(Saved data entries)
☆ ☆ ☆
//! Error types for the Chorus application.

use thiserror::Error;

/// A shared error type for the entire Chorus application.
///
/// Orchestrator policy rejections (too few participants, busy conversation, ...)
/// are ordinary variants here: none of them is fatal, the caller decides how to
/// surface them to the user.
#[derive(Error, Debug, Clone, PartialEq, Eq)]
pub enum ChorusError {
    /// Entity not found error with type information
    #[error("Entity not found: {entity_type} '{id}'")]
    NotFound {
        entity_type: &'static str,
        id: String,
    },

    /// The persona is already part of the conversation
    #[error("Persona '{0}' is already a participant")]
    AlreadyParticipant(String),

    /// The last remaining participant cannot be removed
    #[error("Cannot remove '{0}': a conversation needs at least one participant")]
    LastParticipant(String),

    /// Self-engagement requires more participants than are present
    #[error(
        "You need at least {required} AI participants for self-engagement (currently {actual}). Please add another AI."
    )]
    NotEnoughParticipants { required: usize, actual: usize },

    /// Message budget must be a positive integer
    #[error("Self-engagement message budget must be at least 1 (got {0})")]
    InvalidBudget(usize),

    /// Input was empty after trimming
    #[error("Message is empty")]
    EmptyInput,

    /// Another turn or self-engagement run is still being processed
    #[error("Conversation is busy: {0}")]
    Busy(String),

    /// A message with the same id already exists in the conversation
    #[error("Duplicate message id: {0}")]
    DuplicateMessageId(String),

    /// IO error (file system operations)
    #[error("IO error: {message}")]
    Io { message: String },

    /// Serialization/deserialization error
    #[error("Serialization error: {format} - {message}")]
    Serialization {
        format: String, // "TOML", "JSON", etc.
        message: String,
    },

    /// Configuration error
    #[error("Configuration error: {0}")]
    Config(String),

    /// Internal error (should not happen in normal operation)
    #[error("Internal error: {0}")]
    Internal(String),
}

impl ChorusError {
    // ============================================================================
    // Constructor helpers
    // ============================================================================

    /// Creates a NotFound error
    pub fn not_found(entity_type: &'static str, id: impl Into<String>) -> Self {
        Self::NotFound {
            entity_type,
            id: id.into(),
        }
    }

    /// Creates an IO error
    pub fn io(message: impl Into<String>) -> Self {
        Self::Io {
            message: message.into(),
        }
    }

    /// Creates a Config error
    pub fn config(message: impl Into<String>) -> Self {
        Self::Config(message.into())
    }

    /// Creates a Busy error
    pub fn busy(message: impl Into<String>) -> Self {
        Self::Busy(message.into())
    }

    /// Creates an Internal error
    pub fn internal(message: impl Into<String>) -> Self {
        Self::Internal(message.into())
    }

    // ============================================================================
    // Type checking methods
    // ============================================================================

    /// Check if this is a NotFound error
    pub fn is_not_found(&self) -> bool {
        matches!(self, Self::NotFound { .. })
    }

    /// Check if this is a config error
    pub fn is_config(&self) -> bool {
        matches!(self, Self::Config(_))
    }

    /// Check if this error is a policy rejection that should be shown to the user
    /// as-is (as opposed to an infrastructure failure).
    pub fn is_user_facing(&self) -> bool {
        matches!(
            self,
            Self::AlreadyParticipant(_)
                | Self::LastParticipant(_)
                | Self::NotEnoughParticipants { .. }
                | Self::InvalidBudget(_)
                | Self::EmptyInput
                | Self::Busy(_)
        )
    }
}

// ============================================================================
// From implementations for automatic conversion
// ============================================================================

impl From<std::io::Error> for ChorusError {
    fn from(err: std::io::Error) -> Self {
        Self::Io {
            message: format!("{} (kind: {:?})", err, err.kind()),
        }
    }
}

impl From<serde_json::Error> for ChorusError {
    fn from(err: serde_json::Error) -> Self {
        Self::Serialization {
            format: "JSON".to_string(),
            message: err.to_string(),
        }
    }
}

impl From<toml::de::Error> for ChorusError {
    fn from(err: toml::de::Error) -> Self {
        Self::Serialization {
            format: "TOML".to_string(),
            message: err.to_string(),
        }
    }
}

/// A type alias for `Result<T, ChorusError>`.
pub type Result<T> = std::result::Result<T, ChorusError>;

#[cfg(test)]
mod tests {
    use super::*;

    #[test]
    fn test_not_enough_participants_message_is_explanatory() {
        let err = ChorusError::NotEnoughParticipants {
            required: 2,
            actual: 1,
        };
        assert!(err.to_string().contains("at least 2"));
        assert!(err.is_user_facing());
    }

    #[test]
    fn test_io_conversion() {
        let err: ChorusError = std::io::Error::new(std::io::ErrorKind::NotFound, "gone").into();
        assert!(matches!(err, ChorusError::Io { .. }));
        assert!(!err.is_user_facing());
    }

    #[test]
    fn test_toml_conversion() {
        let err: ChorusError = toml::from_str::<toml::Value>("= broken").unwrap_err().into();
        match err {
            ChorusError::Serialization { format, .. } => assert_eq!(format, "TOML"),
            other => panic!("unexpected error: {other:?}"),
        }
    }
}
☆ ☆ ☆
## THE PROBLEM
Going through the data above, state how many lines include the word "with"; only that number is needed.

## REPLY
2